[Stored data]
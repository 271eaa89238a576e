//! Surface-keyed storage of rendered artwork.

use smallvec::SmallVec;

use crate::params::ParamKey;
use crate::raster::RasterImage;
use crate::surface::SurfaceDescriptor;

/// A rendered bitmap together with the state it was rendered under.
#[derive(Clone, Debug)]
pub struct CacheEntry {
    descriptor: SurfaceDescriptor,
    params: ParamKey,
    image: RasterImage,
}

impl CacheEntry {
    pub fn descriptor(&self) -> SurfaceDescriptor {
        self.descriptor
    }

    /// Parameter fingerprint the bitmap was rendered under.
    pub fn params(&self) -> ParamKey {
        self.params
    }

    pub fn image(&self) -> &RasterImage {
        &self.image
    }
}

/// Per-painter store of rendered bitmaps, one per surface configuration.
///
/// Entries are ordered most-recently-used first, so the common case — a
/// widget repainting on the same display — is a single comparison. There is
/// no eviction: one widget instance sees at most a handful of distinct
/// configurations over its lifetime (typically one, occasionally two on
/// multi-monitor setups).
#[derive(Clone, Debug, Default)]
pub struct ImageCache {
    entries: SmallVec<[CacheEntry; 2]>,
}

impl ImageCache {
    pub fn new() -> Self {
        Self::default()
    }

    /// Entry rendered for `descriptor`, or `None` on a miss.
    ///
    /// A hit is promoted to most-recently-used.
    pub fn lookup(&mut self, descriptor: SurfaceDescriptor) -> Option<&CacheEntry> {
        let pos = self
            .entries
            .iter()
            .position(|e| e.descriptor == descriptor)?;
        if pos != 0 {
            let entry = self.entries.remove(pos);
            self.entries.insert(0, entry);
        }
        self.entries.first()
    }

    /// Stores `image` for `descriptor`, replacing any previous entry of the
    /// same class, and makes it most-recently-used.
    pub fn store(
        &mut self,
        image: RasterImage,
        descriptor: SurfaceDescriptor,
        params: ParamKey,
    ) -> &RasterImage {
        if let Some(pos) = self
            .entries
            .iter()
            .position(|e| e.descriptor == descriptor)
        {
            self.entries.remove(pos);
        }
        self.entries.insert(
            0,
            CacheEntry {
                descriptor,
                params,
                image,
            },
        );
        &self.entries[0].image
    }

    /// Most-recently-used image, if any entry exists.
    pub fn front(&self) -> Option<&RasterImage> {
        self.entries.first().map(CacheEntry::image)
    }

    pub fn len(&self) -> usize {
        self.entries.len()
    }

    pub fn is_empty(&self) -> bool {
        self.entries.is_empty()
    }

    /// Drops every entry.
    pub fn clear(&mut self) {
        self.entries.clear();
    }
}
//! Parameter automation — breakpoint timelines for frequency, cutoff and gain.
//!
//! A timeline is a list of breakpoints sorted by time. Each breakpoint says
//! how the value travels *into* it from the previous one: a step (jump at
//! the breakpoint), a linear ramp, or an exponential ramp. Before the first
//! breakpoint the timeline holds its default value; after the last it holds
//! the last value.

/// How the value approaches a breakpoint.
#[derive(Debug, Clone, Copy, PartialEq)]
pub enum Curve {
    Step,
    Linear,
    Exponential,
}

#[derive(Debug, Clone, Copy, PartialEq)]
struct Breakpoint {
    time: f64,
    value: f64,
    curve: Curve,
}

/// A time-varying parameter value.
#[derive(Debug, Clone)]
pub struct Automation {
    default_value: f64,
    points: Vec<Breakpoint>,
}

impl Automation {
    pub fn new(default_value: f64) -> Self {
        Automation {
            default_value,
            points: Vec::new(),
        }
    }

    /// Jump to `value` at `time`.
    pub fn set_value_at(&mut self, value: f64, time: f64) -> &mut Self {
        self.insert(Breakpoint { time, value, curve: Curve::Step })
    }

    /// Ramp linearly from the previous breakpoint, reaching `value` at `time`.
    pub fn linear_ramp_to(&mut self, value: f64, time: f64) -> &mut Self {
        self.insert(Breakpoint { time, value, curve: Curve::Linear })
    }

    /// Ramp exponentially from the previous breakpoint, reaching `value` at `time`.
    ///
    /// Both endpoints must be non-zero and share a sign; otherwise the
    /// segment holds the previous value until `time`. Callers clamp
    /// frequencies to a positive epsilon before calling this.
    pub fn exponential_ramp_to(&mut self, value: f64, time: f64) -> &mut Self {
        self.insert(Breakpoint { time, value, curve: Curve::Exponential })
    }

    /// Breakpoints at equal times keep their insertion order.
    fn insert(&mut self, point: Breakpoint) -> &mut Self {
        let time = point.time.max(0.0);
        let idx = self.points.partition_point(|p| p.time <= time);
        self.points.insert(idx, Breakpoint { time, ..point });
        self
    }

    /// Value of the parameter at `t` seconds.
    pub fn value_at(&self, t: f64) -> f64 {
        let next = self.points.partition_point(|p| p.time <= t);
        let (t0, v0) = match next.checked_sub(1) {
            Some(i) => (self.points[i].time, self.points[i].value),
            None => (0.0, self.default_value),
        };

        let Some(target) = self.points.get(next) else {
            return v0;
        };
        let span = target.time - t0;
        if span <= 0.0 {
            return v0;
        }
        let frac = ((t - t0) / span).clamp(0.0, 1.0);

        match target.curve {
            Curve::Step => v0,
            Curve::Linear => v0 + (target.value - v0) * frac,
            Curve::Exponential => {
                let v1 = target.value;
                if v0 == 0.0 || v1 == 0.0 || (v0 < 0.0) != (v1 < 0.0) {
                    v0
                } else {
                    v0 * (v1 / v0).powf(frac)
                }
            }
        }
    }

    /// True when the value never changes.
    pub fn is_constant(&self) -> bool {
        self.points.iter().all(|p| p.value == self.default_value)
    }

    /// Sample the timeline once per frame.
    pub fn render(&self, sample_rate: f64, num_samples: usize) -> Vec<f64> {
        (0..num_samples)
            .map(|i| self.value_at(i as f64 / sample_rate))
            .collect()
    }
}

#### Problem details
The string "params" marks the lines to copy; report each of them from the data above.

#### Response for this exercise
use crate::params::ParamKey;
    params: ParamKey,
    pub fn params(&self) -> ParamKey {
        self.params
        params: ParamKey,
                params,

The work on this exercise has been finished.